Task data:
= = =
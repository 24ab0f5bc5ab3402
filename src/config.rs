//! Configuration module for tweetscan.
//!
//! This module contains the Twitter/X API credential structure and the
//! environment variable handling used by the binaries. The text-processing core
//! never reads the environment itself.

use log::{debug, error, info, warn};
use std::env;

use crate::error::{Error, Result};

/// Default root of the Twitter REST API v1.1.
pub const DEFAULT_BASE_URL: &str = "https://api.twitter.com/1.1";

/// Default location of the AFINN lexicon file.
pub const DEFAULT_LEXICON_PATH: &str = "AFINN-111.txt";

/// Configuration struct for Twitter/X API credentials.
///
/// This struct holds the four long-lived OAuth 1.0a credentials used to sign
/// requests to the v1.1 endpoints, plus the API root they are sent to.
#[derive(Debug, Clone)]
pub struct TwitterConfig {
    /// The API key (OAuth consumer key)
    pub api_key: String,
    /// The API secret (OAuth consumer secret)
    pub api_secret: String,
    /// The access token for the authorizing user
    pub access_token_key: String,
    /// The access token secret for the authorizing user
    pub access_token_secret: String,
    /// Root URL the endpoint paths are appended to
    pub base_url: String,
}

/// Masks a credential for logging, keeping at most the first and last 4 characters.
pub(crate) fn mask_secret(secret: &str) -> String {
    let chars: Vec<char> = secret.chars().collect();
    let len = chars.len();
    if len > 16 {
        let prefix: String = chars[..4].iter().collect();
        let suffix: String = chars[len - 4..].iter().collect();
        format!("{}...{}", prefix, suffix)
    } else if len > 8 {
        let prefix: String = chars[..4].iter().collect();
        format!("{}...", prefix)
    } else {
        "...".to_string()
    }
}

impl TwitterConfig {
    /// Creates a configuration from credentials supplied by the caller.
    pub fn new(
        api_key: impl Into<String>,
        api_secret: impl Into<String>,
        access_token_key: impl Into<String>,
        access_token_secret: impl Into<String>,
    ) -> Self {
        TwitterConfig {
            api_key: api_key.into(),
            api_secret: api_secret.into(),
            access_token_key: access_token_key.into(),
            access_token_secret: access_token_secret.into(),
            base_url: DEFAULT_BASE_URL.to_string(),
        }
    }

    /// Replaces the API root, e.g. to point at a proxy.
    pub fn with_base_url(mut self, base_url: impl Into<String>) -> Self {
        self.base_url = base_url.into().trim_end_matches('/').to_string();
        self
    }

    /// Loads one required credential, logging only its masked form.
    fn load_credential(name: &str) -> Result<String> {
        match env::var(name) {
            Ok(value) => {
                let value_length = value.len();
                info!(
                    "Found {} environment variable with length: {}",
                    name, value_length
                );
                debug!("{} (masked): {}", name, mask_secret(&value));

                if value.trim().is_empty() {
                    error!("{} is empty", name);
                    return Err(Error::Config(format!("{} cannot be empty", name)));
                }

                if value_length < 10 {
                    warn!(
                        "{} seems unusually short ({} characters)",
                        name, value_length
                    );
                }

                Ok(value)
            }
            Err(e) => {
                error!("Failed to load {} from environment: {}", name, e);
                Err(Error::Config(format!(
                    "Missing {} environment variable: {}",
                    name, e
                )))
            }
        }
    }

    /// Creates a new `TwitterConfig` instance by loading credentials from environment variables.
    ///
    /// # Required Environment Variables
    ///
    /// - `xapi_api_key`: API key (OAuth consumer key)
    /// - `xapi_api_secret`: API secret (OAuth consumer secret)
    /// - `xapi_access_token`: Access token
    /// - `xapi_access_token_secret`: Access token secret
    ///
    /// # Optional Environment Variables
    ///
    /// - `xapi_base_url`: API root, defaults to `https://api.twitter.com/1.1`
    ///
    /// # Returns
    ///
    /// - `Ok(TwitterConfig)`: If all four credentials are present and non-empty
    /// - `Err(Error::Config)`: If any credential is missing or empty
    ///
    /// # Example
    ///
    /// ```rust
    /// use tweetscan::TwitterConfig;
    ///
    /// std::env::set_var("xapi_api_key", "your_api_key");
    /// std::env::set_var("xapi_api_secret", "your_api_secret");
    /// std::env::set_var("xapi_access_token", "your_access_token");
    /// std::env::set_var("xapi_access_token_secret", "your_access_token_secret");
    ///
    /// let config = TwitterConfig::from_env().unwrap();
    /// assert_eq!(config.api_key, "your_api_key");
    /// ```
    pub fn from_env() -> Result<Self> {
        info!("Loading Twitter configuration from environment variables");

        let api_key = Self::load_credential("xapi_api_key")?;
        let api_secret = Self::load_credential("xapi_api_secret")?;
        let access_token_key = Self::load_credential("xapi_access_token")?;
        let access_token_secret = Self::load_credential("xapi_access_token_secret")?;

        let mut config = TwitterConfig::new(api_key, api_secret, access_token_key, access_token_secret);

        match env::var("xapi_base_url") {
            Ok(base_url) if !base_url.trim().is_empty() => {
                info!("Using API base URL from xapi_base_url: {}", base_url);
                config = config.with_base_url(base_url);
            }
            _ => {
                debug!("No xapi_base_url set, using {}", DEFAULT_BASE_URL);
            }
        }

        info!("Twitter configuration loaded successfully");
        Ok(config)
    }
}

/// Gets the AFINN lexicon path from the environment or returns the default.
///
/// This function reads the `AFINN_PATH` environment variable. If it is not set,
/// it defaults to `AFINN-111.txt` in the working directory.
///
/// # Example
///
/// ```rust
/// use tweetscan::get_lexicon_path;
///
/// std::env::remove_var("AFINN_PATH");
/// assert_eq!(get_lexicon_path(), "AFINN-111.txt");
/// ```
pub fn get_lexicon_path() -> String {
    env::var("AFINN_PATH").unwrap_or_else(|_| DEFAULT_LEXICON_PATH.to_string())
}

#[cfg(test)]
mod tests {
    use super::*;

    #[test]
    fn test_mask_secret_never_shows_short_values() {
        assert_eq!(mask_secret("abc"), "...");
        assert_eq!(mask_secret("0123456789"), "0123...");
        assert_eq!(mask_secret("0123456789abcdefXYZW"), "0123...XYZW");
    }

    #[test]
    fn test_with_base_url_trims_trailing_slash() {
        let config = TwitterConfig::new("k", "s", "t", "ts").with_base_url("http://localhost:8080/1.1/");
        assert_eq!(config.base_url, "http://localhost:8080/1.1");
    }

    #[test]
    fn test_new_uses_default_base_url() {
        let config = TwitterConfig::new("k", "s", "t", "ts");
        assert_eq!(config.base_url, DEFAULT_BASE_URL);
        assert_eq!(config.access_token_secret, "ts");
    }
}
= = =
Problem to solve:
Among the entries above, count the lines that contain the word "tweetscan" and give the number by itself.

Finished exercise:
3